Monika Kern, Leiterin der Abteilung für Klinische Sozialarbeit am Linzer Kepler Uniklinikum (KUK), schildert, welche Herausforderungen Familien zu stemmen haben, wenn ein Kind an Krebs erkrankt ist. Pro Jahr erhalten in Oberösterreich etwa 120 Kinder und Jugendliche unter 20 Jahren diese Diagnose. „Die ganz Kleinen unter drei Jahren benötigen ihre Bezugsperson am dringendsten, Vorschulkinder haben schon eine gewisse Wahrnehmung über die Schwere der Erkrankung und Jugendliche wollen mitentscheiden“, so Kern. Im damaligen AKH, heute KUK, wurde bereits 1986 mit der Sozialarbeit für Kinder begonnen, heute gibt es sechs Mitarbeiter. Im Ordensklinikum Linz wurde 2017 mit den Sozialarbeitern gestartet.

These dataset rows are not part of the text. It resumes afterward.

//! A local devnet: several validators in one process on a [`LocalNetwork`].

use crate::error::{NodeError, Result};
use crate::network::LocalNetwork;
use crate::node::ValidatorNode;
use ibft_consensus::{generate_devnet_genesis, Genesis, IbftConfig};
use ibft_types::{BlockDigest, NodeKey, ValidatorId};
use std::time::Duration;
use tracing::{info, warn};

/// Validators of one genesis sharing a [`LocalNetwork`].
pub struct Devnet {
    genesis: Genesis,
    network: LocalNetwork,
    nodes: Vec<ValidatorNode>,
}

impl Devnet {
    /// Creates a devnet with no running nodes.
    pub fn new(genesis: Genesis) -> Self {
        Self {
            genesis,
            network: LocalNetwork::new(),
            nodes: Vec::new(),
        }
    }

    /// Starts `count` validators with seeds `0..count` and the given engine
    /// parameters.
    pub fn start_local(count: usize, config: IbftConfig) -> Result<Self> {
        let genesis = generate_devnet_genesis(count, 0).with_config(config);
        genesis.validate()?;
        let mut devnet = Self::new(genesis);
        for seed in 0..count as u64 {
            devnet.spawn(NodeKey::from_seed(seed))?;
        }
        Ok(devnet)
    }

    /// The genesis shared by every node.
    pub fn genesis(&self) -> &Genesis {
        &self.genesis
    }

    /// The shared transport.
    pub fn network(&self) -> &LocalNetwork {
        &self.network
    }

    /// Running nodes.
    pub fn nodes(&self) -> &[ValidatorNode] {
        &self.nodes
    }

    /// The running node with identity `id`.
    pub fn node(&self, id: &ValidatorId) -> Option<&ValidatorNode> {
        self.nodes.iter().find(|n| n.id() == *id)
    }

    /// Starts a validator holding `key`.
    pub fn spawn(&mut self, key: NodeKey) -> Result<ValidatorId> {
        let node = ValidatorNode::spawn(key, &self.genesis, &self.network)?;
        let id = node.id();
        self.nodes.push(node);
        Ok(id)
    }

    /// Stops a validator, as if it crashed.
    pub async fn stop(&mut self, id: &ValidatorId) -> Result<()> {
        let index = self
            .nodes
            .iter()
            .position(|n| n.id() == *id)
            .ok_or(NodeError::UnknownNode(*id))?;
        self.nodes.remove(index).stop().await
    }

    /// Lowest chain height among running nodes.
    pub fn min_height(&self) -> u64 {
        self.nodes.iter().map(|n| n.height()).min().unwrap_or(0)
    }

    /// Waits until every running node has reached `height`.
    pub async fn wait_for_height(&self, height: u64, timeout: Duration) -> Result<()> {
        let all = async {
            for node in &self.nodes {
                node.chain().wait_for_height(height).await;
            }
        };
        tokio::time::timeout(timeout, all)
            .await
            .map_err(|_| NodeError::Timeout { height })
    }

    /// Returns the heights at which two running nodes finalized different
    /// blocks.
    pub fn conflicting_heights(&self) -> Vec<u64> {
        let max = self.nodes.iter().map(|n| n.height()).max().unwrap_or(0);
        (1..=max)
            .filter(|height| {
                let digests: Vec<BlockDigest> = self
                    .nodes
                    .iter()
                    .filter_map(|n| n.chain().block(*height))
                    .map(|b| b.digest())
                    .collect();
                digests.windows(2).any(|pair| pair[0] != pair[1])
            })
            .collect()
    }

    /// Stops every node.
    pub async fn shutdown(self) -> Result<()> {
        info!(height = self.min_height(), "stopping devnet");
        let mut first_error = None;
        for node in self.nodes {
            let id = node.id();
            if let Err(e) = node.stop().await {
                warn!(%id, error = %e, "validator stopped with error");
                first_error.get_or_insert(e);
            }
        }
        first_error.map_or(Ok(()), Err)
    }
}
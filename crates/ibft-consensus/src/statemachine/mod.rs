//! The consensus state machine.
//!
//! Everything in this module runs on the processor task and is driven one
//! event at a time by [`IbftController`]. The controller owns the
//! [`FinalState`] and the current [`HeightManager`]; the height manager
//! owns its rounds.

mod controller;
mod final_state;
mod height_manager;
mod round;
mod round_change;
mod round_state;

pub use controller::IbftController;
pub use final_state::FinalState;
pub use height_manager::{
    ActiveHeightManager, BlockHeightManager, HeightManager, InactiveHeightManager,
};
pub use round::IbftRound;
pub use round_change::{RoundChangeArtifacts, RoundChangeManager};
pub use round_state::{RoundPhase, RoundState};

#[cfg(test)]
mod tests;
//! Errors for parsing identities and key material.

use thiserror::Error;

/// Errors that can occur when decoding types from external representations.
#[derive(Debug, Error)]
pub enum TypesError {
    /// The input was not valid hex.
    #[error("invalid hex: {0}")]
    Hex(#[from] hex::FromHexError),

    /// The input had the wrong length.
    #[error("invalid length: expected {expected} bytes, got {actual}")]
    InvalidLength {
        /// Expected byte length.
        expected: usize,
        /// Actual byte length.
        actual: usize,
    },

    /// The bytes do not form a valid key.
    #[error("invalid key: {0}")]
    InvalidKey(String),
}

/// A specialized Result type for type conversions.
pub type Result<T> = std::result::Result<T, TypesError>;
impl BlockHeightManager for ActiveHeightManager {
    fn start(&mut self, fs: &mut FinalState) -> Result<()> {
        let round = self.round_id(0);
        self.round_mut(0);
        fs.round_timer.start(round);
        fs.metrics.set_position(round.sequence, 0);

        let proposer = self.is_proposer(&round);
        if proposer {
            fs.block_timer.start(round, &self.parent);
        }
        info!(height = round.sequence, proposer, "starting height");
        Ok(())
    }

    fn handle_block_timer_expiry(
        &mut self,
        fs: &mut FinalState,
        round: RoundIdentifier,
    ) -> Result<()> {
        if round != self.round_id(self.current) || !self.is_proposer(&round) {
            trace!(%round, "ignoring stale block timer");
            return Ok(());
        }
        let has_proposal = self
            .rounds
            .get(&round.round)
            .is_some_and(|r| r.state().proposal().is_some());
        if has_proposal || self.pending_block.is_some() {
            return Ok(());
        }
        self.request_block(fs, round, None);
        Ok(())
    }

    fn handle_round_expiry(&mut self, fs: &mut FinalState, round: RoundIdentifier) -> Result<()> {
        if round != self.round_id(self.current) || self.finalized.is_some() {
            trace!(%round, "ignoring stale round expiry");
            return Ok(());
        }
        warn!(%round, "round expired");
        fs.metrics.round_changes.inc();

        let next = round.next_round();
        self.advance_to(fs, next.round);

        let round_change = fs
            .factory
            .create_round_change(next, self.latest_prepared.clone())?;
        fs.broadcast(&ConsensusMessage::RoundChange(round_change.clone()));
        self.accept_round_change(fs, round_change)
    }

    fn handle_block_created(
        &mut self,
        fs: &mut FinalState,
        round: RoundIdentifier,
        block: Block,
    ) -> Result<()> {
        let certificate = match self.pending_block.take() {
            Some((pending, certificate)) if pending == round && round.round == self.current => {
                certificate
            }
            other => {
                self.pending_block = other;
                trace!(%round, "ignoring block for stale request");
                return Ok(());
            }
        };
        if let Err(e) = self.validator.validate_block(&block, block.digest()) {
            warn!(%round, error = %e, "block builder produced an invalid block");
            return Ok(());
        }
        self.propose(fs, round, block, certificate)
    }

    fn handle_proposal(&mut self, fs: &mut FinalState, proposal: Proposal) -> Result<bool> {
        let round = proposal.round();
        if self.is_stale(&round) {
            debug!(%round, "ignoring proposal for old round");
            return Ok(false);
        }

        let accepted = if round.round > self.current {
            // Only a justified proposal may pull the height forward.
            if let Err(e) = self.validator.validate_proposal(&proposal, &round) {
                fs.reject("proposal", &e);
                return Ok(false);
            }
            fs.metrics.record_accepted("proposal");
            fs.metrics.round_changes.inc();
            self.advance_to(fs, round.round);
            self.round_mut(round.round).accept_proposal(fs, proposal)?;
            true
        } else {
            let (id, quorum) = (round, self.validator.validators().quorum_size());
            self.rounds
                .entry(round.round)
                .or_insert_with(|| IbftRound::new(id, quorum))
                .handle_proposal(fs, &self.validator, proposal)?
        };
        self.after_round_update(fs, round.round);
        Ok(accepted)
    }

    fn handle_prepare(&mut self, fs: &mut FinalState, prepare: Prepare) -> Result<bool> {
        let round = prepare.round();
        if self.is_stale(&round) || self.is_too_far(&round) {
            debug!(%round, "ignoring prepare outside the round window");
            return Ok(false);
        }
        let quorum = self.validator.validators().quorum_size();
        let accepted = self
            .rounds
            .entry(round.round)
            .or_insert_with(|| IbftRound::new(round, quorum))
            .handle_prepare(fs, &self.validator, prepare)?;
        self.after_round_update(fs, round.round);
        Ok(accepted)
    }

    fn handle_commit(&mut self, fs: &mut FinalState, commit: Commit) -> Result<bool> {
        let round = commit.round();
        if self.is_stale(&round) || self.is_too_far(&round) {
            debug!(%round, "ignoring commit outside the round window");
            return Ok(false);
        }
        let quorum = self.validator.validators().quorum_size();
        let accepted = self
            .rounds
            .entry(round.round)
            .or_insert_with(|| IbftRound::new(round, quorum))
            .handle_commit(fs, &self.validator, commit)?;
        self.after_round_update(fs, round.round);
        Ok(accepted)
    }

    fn handle_round_change(
        &mut self,
        fs: &mut FinalState,
        round_change: RoundChange,
    ) -> Result<bool> {
        let round = round_change.round();
        if self.is_stale(&round) || round.round == 0 {
            debug!(%round, "ignoring round change for old round");
            return Ok(false);
        }
        if self.is_too_far(&round) {
            debug!(%round, current = self.current, "ignoring round change too far ahead");
            return Ok(false);
        }
        if let Err(e) = self.validator.validate_round_change(&round_change) {
            fs.reject("round_change", &e);
            return Ok(false);
        }
        fs.metrics.record_accepted("round_change");
        self.accept_round_change(fs, round_change)?;
        Ok(true)
    }

    fn chain_height(&self) -> u64 {
        self.parent.number + 1
    }

    fn parent_header(&self) -> &BlockHeader {
        &self.parent
    }

    fn finalized_header(&self) -> Option<&BlockHeader> {
        self.finalized.as_ref()
    }

    fn current_round(&self) -> Option<RoundIdentifier> {
        Some(self.round_id(self.current))
    }
}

„Zwölf bis 30 Prozent der erwachsenen Krebspatienten nützen das Angebot“, weiß Univ.-Doz. Ansgar Weltermann, Leiter des Tumorzentrums OÖ. „Manchen reicht eine grundsätzliche Beratung, andere Fragen auch noch einige Jahre nach der Akuterkrankung wegen bestimmten Dingen nach“, so Hundertpfund.